(Stored data entries)
· · · · ·

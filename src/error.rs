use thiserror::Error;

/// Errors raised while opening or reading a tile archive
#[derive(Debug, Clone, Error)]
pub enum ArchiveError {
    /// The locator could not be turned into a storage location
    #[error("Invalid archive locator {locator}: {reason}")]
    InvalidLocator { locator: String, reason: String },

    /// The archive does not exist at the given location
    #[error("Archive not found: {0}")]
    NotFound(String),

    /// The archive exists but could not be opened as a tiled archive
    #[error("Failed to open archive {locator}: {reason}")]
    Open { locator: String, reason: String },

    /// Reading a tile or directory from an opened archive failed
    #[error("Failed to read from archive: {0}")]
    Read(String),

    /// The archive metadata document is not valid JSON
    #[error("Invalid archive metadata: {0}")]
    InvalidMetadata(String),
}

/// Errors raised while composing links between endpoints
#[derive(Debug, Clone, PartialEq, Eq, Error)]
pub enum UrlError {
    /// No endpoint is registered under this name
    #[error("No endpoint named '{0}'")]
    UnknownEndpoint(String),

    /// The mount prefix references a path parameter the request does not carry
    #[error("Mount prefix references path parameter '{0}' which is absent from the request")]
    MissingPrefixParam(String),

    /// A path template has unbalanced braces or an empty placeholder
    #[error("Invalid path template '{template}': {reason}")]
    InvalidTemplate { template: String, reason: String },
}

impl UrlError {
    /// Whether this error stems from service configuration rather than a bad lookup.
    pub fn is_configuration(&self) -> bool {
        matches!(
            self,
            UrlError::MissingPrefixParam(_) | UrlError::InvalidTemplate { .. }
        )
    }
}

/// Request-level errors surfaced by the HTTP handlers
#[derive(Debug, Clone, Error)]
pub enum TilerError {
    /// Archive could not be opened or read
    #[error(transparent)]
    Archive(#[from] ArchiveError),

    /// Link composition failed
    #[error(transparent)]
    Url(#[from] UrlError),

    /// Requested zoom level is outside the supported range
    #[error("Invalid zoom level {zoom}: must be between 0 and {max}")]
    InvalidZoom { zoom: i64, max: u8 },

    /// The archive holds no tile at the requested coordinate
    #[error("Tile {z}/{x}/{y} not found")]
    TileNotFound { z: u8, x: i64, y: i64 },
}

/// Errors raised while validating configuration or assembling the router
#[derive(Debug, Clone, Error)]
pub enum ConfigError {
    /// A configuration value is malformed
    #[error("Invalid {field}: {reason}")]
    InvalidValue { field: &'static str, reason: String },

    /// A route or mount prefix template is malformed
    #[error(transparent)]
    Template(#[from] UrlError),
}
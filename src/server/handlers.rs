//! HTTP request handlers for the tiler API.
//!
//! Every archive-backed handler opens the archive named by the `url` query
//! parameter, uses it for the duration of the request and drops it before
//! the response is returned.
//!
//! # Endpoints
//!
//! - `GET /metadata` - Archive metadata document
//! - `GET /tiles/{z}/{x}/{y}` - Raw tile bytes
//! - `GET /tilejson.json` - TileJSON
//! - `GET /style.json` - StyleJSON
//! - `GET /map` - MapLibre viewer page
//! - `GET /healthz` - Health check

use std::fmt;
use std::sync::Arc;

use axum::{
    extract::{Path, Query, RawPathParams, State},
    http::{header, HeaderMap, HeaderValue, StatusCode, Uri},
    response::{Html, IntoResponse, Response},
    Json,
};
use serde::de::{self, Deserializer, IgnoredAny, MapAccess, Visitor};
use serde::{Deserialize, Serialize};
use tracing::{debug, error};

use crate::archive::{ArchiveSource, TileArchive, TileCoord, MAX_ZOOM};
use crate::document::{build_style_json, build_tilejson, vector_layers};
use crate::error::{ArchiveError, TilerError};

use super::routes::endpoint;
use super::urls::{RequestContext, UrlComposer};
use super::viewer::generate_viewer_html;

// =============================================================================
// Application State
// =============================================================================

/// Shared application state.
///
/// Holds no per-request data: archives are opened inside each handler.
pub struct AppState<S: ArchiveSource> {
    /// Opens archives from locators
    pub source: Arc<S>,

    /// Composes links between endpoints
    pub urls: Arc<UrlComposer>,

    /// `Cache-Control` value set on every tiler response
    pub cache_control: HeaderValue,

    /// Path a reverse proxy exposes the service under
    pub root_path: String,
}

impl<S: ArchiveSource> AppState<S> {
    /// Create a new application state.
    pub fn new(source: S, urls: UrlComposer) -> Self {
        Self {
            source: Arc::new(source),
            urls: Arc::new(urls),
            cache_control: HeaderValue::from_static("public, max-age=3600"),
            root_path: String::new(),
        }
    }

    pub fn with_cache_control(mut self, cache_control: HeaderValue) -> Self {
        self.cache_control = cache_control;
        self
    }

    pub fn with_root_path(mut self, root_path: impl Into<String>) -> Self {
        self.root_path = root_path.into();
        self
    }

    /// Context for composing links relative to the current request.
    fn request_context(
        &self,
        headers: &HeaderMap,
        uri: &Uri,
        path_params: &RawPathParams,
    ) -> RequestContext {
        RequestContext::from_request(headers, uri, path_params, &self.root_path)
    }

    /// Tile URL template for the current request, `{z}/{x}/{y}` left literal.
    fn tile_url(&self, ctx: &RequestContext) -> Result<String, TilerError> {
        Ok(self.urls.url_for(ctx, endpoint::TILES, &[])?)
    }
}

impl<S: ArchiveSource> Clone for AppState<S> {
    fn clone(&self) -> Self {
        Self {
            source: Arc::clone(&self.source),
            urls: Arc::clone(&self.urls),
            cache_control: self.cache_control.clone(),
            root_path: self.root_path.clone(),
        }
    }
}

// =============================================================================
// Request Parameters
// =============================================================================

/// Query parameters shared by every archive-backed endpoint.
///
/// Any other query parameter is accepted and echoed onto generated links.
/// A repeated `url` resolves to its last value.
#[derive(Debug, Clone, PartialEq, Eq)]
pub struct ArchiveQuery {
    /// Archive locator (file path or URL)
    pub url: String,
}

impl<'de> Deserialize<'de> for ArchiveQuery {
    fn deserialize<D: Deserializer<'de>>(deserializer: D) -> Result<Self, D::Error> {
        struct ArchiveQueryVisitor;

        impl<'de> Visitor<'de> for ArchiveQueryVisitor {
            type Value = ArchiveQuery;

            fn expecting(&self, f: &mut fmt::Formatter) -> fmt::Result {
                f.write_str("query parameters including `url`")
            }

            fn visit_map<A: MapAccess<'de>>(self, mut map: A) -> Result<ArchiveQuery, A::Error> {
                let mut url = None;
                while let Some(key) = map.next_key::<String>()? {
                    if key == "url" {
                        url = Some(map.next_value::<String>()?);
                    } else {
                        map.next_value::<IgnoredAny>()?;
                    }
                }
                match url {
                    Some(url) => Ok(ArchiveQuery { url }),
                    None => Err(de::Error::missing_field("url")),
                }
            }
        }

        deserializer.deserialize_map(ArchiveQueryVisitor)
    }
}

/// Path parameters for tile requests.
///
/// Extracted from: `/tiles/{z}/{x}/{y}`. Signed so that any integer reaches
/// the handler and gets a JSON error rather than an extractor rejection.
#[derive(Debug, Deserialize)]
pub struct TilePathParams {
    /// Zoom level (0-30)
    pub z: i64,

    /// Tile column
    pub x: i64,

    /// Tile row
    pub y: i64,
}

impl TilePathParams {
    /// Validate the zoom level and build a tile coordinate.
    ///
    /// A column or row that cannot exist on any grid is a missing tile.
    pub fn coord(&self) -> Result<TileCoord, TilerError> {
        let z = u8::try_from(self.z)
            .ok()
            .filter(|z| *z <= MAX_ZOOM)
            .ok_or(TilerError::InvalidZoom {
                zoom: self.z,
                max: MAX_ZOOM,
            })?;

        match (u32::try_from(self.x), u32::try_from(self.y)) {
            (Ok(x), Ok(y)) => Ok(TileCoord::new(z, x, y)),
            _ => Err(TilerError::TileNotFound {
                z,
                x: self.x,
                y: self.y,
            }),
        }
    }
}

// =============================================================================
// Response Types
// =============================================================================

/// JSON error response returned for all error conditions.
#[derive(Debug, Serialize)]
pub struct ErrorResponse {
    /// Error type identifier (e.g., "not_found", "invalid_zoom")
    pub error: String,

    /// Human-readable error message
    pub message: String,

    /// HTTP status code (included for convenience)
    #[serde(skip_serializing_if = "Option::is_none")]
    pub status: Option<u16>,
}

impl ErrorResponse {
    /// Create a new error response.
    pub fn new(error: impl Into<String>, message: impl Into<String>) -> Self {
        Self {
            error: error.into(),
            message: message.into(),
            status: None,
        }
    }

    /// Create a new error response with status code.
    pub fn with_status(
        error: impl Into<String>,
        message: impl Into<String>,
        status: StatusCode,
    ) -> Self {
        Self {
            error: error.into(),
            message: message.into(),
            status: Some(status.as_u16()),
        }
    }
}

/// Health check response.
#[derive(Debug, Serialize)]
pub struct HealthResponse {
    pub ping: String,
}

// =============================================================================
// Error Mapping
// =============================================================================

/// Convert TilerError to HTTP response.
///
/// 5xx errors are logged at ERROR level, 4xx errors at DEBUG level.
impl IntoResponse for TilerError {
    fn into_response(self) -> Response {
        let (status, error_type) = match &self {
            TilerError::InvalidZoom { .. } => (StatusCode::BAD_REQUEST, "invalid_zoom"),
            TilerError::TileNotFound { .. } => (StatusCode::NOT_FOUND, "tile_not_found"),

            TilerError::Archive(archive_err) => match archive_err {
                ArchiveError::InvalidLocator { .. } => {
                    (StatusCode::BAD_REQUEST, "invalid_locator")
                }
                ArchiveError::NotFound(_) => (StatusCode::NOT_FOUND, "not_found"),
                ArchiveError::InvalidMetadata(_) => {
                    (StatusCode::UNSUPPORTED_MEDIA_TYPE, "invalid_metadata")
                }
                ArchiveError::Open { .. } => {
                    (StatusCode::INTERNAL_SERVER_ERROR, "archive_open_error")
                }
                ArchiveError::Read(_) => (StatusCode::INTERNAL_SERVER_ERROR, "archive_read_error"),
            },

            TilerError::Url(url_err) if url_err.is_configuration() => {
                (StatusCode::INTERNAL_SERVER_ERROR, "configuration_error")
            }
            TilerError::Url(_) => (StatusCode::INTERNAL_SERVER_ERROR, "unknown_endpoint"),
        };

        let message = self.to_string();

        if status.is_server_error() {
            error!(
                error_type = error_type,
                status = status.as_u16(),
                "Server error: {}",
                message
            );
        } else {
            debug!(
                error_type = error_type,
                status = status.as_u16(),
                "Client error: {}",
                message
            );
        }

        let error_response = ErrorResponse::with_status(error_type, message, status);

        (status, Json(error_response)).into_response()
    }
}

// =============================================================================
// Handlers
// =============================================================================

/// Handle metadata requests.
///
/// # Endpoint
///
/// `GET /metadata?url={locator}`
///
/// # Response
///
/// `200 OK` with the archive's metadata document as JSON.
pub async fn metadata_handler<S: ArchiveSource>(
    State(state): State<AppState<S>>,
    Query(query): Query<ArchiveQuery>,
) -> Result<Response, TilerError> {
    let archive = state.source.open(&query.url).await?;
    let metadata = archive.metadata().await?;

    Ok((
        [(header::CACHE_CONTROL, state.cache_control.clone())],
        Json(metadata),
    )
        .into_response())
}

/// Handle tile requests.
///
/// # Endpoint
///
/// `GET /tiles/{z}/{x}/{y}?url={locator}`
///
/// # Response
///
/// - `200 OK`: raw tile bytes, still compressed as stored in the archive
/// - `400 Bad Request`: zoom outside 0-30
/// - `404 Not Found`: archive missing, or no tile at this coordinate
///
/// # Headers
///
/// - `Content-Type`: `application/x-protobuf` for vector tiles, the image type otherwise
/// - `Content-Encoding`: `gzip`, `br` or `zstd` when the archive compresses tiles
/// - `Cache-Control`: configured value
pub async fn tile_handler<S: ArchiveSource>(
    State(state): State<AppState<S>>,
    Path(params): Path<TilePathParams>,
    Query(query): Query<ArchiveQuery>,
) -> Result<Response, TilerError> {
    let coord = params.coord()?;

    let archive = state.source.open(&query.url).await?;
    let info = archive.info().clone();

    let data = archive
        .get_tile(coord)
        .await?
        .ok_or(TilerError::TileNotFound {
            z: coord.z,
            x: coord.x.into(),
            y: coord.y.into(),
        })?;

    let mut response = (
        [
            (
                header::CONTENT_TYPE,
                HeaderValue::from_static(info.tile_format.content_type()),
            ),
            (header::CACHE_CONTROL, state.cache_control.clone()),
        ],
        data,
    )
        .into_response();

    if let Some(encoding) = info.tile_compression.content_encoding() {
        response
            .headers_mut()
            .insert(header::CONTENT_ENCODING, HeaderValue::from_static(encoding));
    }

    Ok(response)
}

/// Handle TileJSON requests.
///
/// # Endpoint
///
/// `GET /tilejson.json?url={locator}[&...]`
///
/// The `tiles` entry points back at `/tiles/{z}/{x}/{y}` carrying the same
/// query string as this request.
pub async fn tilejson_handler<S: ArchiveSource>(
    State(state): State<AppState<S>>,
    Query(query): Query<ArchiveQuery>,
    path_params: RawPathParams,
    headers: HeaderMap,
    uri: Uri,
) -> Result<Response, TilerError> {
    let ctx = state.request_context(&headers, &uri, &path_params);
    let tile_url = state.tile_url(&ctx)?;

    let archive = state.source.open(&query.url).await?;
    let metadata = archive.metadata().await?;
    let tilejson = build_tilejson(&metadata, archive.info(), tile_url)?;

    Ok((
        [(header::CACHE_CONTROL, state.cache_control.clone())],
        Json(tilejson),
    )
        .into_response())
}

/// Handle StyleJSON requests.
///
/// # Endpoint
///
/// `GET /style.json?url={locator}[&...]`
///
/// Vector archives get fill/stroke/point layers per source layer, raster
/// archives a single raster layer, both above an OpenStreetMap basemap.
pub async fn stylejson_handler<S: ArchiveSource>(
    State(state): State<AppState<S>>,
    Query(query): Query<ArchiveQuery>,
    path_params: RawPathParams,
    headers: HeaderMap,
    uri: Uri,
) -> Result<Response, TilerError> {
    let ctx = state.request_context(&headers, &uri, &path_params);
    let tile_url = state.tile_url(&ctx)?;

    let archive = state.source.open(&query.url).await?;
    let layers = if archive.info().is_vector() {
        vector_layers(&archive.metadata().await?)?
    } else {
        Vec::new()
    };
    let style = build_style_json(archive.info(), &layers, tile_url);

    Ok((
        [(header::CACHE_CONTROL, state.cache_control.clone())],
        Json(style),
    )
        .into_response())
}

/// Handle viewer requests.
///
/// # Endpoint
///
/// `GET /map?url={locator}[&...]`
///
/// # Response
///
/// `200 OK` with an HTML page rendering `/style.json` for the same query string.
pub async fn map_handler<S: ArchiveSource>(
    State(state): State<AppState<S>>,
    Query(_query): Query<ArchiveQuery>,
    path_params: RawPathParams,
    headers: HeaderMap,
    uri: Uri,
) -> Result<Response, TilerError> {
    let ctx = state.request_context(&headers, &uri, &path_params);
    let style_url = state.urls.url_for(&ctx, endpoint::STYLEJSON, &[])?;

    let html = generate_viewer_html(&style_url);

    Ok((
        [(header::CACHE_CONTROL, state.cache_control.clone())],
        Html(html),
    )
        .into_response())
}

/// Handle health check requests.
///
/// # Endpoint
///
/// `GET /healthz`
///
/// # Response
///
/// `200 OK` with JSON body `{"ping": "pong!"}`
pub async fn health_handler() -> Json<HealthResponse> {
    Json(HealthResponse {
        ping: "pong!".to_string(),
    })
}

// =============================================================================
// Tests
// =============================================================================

· · · · ·

Each line above that contains the string "links" should be copied.

■ Solved problem
/// Errors raised while composing links between endpoints
    /// Composes links between endpoints
    /// Context for composing links relative to the current request.
/// Any other query parameter is accepted and echoed onto generated links.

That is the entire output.